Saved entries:
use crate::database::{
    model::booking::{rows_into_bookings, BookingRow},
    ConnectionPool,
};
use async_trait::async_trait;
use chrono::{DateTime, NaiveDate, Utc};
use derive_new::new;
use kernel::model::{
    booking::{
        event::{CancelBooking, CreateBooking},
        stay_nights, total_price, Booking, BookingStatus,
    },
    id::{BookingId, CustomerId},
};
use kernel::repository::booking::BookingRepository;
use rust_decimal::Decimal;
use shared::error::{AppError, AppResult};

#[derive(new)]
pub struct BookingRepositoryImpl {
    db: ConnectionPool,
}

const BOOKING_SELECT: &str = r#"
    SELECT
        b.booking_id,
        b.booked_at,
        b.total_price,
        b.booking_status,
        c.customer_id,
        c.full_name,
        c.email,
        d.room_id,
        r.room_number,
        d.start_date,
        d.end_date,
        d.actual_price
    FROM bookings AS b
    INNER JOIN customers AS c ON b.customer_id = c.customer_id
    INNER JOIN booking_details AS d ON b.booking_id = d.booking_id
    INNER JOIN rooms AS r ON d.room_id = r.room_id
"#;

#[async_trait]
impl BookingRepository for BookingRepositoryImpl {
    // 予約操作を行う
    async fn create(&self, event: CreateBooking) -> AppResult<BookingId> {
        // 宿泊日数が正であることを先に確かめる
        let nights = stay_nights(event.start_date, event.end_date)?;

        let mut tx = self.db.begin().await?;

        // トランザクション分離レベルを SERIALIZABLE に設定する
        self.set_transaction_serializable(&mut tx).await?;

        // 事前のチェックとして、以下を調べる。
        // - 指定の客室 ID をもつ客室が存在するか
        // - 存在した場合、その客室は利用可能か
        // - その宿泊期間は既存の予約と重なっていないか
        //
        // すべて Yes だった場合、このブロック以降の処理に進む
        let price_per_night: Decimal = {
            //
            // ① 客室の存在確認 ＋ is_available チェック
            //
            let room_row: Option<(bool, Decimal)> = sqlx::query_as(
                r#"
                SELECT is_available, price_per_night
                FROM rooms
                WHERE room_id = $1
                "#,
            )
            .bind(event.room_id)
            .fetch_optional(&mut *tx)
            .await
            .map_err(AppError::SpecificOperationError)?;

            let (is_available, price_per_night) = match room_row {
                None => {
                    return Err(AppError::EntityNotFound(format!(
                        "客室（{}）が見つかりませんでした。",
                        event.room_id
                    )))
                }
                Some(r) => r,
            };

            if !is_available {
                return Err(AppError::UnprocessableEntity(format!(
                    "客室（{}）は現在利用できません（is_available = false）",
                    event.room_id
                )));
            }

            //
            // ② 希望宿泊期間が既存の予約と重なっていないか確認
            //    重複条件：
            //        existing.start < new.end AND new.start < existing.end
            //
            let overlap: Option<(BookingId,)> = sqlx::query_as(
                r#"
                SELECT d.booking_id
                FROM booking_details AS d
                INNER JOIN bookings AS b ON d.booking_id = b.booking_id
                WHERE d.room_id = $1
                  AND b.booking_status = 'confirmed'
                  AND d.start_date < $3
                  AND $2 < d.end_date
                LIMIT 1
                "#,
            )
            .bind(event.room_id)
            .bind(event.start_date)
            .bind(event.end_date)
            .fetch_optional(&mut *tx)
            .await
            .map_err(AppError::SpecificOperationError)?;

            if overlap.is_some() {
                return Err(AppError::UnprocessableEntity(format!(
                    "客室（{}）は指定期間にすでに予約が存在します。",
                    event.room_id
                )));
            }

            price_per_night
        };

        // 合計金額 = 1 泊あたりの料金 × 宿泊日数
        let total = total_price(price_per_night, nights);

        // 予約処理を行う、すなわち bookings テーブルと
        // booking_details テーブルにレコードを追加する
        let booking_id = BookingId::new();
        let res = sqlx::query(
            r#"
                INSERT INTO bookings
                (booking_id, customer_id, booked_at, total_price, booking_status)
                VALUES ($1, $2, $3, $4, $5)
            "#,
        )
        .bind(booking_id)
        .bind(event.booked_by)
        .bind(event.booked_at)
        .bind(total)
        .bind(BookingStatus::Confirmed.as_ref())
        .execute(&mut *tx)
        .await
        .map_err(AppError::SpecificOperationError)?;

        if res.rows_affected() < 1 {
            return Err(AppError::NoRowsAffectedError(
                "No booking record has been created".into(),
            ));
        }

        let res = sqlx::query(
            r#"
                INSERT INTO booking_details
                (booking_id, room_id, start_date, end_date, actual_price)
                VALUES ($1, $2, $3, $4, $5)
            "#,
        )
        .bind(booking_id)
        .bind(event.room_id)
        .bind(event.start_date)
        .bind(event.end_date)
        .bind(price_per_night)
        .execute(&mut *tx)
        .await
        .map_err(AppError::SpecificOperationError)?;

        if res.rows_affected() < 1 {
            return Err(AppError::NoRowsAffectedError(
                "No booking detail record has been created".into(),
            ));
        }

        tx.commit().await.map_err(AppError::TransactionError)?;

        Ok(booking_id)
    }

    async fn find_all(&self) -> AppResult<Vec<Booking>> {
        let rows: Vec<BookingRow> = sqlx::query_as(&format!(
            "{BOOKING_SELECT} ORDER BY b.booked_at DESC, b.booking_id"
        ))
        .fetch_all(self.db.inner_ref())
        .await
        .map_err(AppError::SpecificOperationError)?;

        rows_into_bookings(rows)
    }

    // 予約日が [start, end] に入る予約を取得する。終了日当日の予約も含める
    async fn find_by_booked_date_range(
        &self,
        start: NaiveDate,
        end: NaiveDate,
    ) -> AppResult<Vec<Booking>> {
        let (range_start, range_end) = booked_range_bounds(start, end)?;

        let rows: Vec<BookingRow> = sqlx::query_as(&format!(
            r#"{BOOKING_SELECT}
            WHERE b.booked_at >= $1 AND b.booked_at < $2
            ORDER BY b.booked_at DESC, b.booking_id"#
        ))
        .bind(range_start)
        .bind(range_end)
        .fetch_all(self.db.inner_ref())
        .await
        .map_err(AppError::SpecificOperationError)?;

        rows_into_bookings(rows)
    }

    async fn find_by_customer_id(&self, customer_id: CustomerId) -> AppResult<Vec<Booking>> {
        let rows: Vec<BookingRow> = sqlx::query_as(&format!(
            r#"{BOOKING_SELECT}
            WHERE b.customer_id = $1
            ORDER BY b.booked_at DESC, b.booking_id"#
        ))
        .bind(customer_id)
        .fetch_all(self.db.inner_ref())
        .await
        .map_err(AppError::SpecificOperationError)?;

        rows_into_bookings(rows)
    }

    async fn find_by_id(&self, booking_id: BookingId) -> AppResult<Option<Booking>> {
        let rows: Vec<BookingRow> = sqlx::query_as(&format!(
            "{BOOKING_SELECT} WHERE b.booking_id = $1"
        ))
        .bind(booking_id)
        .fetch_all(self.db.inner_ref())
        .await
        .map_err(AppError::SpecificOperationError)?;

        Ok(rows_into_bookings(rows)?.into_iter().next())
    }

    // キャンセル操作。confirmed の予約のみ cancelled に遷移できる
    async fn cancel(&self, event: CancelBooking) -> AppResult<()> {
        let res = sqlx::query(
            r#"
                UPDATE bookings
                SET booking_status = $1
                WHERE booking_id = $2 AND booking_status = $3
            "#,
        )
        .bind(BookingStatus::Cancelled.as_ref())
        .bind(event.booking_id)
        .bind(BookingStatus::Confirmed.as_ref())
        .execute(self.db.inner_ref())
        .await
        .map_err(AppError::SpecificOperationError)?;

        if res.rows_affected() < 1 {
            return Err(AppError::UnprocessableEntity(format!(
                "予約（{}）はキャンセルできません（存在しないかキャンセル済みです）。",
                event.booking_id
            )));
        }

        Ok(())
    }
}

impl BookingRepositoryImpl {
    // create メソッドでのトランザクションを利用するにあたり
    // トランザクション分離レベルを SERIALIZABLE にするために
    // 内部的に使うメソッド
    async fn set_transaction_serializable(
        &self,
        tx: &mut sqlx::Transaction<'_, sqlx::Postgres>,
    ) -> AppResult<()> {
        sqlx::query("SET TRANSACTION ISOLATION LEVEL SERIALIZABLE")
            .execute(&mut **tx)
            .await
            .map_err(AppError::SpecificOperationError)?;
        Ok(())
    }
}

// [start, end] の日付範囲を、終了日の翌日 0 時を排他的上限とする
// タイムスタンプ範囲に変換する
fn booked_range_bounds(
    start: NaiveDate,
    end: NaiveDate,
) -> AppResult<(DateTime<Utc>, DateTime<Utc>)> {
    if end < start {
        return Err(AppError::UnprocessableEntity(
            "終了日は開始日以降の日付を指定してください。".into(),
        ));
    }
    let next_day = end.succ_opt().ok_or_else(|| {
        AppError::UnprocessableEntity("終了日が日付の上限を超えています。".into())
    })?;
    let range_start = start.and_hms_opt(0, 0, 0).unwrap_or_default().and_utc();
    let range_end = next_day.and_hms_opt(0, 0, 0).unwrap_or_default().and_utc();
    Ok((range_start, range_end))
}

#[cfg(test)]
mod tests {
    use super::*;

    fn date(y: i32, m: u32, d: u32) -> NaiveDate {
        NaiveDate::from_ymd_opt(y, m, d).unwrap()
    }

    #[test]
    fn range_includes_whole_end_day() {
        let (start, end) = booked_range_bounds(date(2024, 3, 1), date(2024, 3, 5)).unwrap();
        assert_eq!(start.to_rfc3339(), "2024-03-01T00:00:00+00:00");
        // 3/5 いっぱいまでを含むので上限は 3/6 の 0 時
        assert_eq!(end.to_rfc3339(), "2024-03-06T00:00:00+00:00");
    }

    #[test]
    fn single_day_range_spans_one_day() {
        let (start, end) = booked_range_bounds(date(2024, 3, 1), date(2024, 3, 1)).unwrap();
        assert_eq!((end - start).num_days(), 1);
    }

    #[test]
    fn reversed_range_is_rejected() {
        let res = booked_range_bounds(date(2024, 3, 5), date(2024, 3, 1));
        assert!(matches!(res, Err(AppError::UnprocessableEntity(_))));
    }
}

Problem to work on: In the data above, start at the line that has "next_day.and_hms_opt(0, 0, 0).unwrap_or_default().and_utc();", stop after the line that has "いっぱいまでを含むので上限は 3/6 の 0 時", and print every line in between exactly as it stands.

Reply:
    let range_end = next_day.and_hms_opt(0, 0, 0).unwrap_or_default().and_utc();
    Ok((range_start, range_end))
}

#[cfg(test)]
mod tests {
    use super::*;

    fn date(y: i32, m: u32, d: u32) -> NaiveDate {
        NaiveDate::from_ymd_opt(y, m, d).unwrap()
    }

    #[test]
    fn range_includes_whole_end_day() {
        let (start, end) = booked_range_bounds(date(2024, 3, 1), date(2024, 3, 5)).unwrap();
        assert_eq!(start.to_rfc3339(), "2024-03-01T00:00:00+00:00");
        // 3/5 いっぱいまでを含むので上限は 3/6 の 0 時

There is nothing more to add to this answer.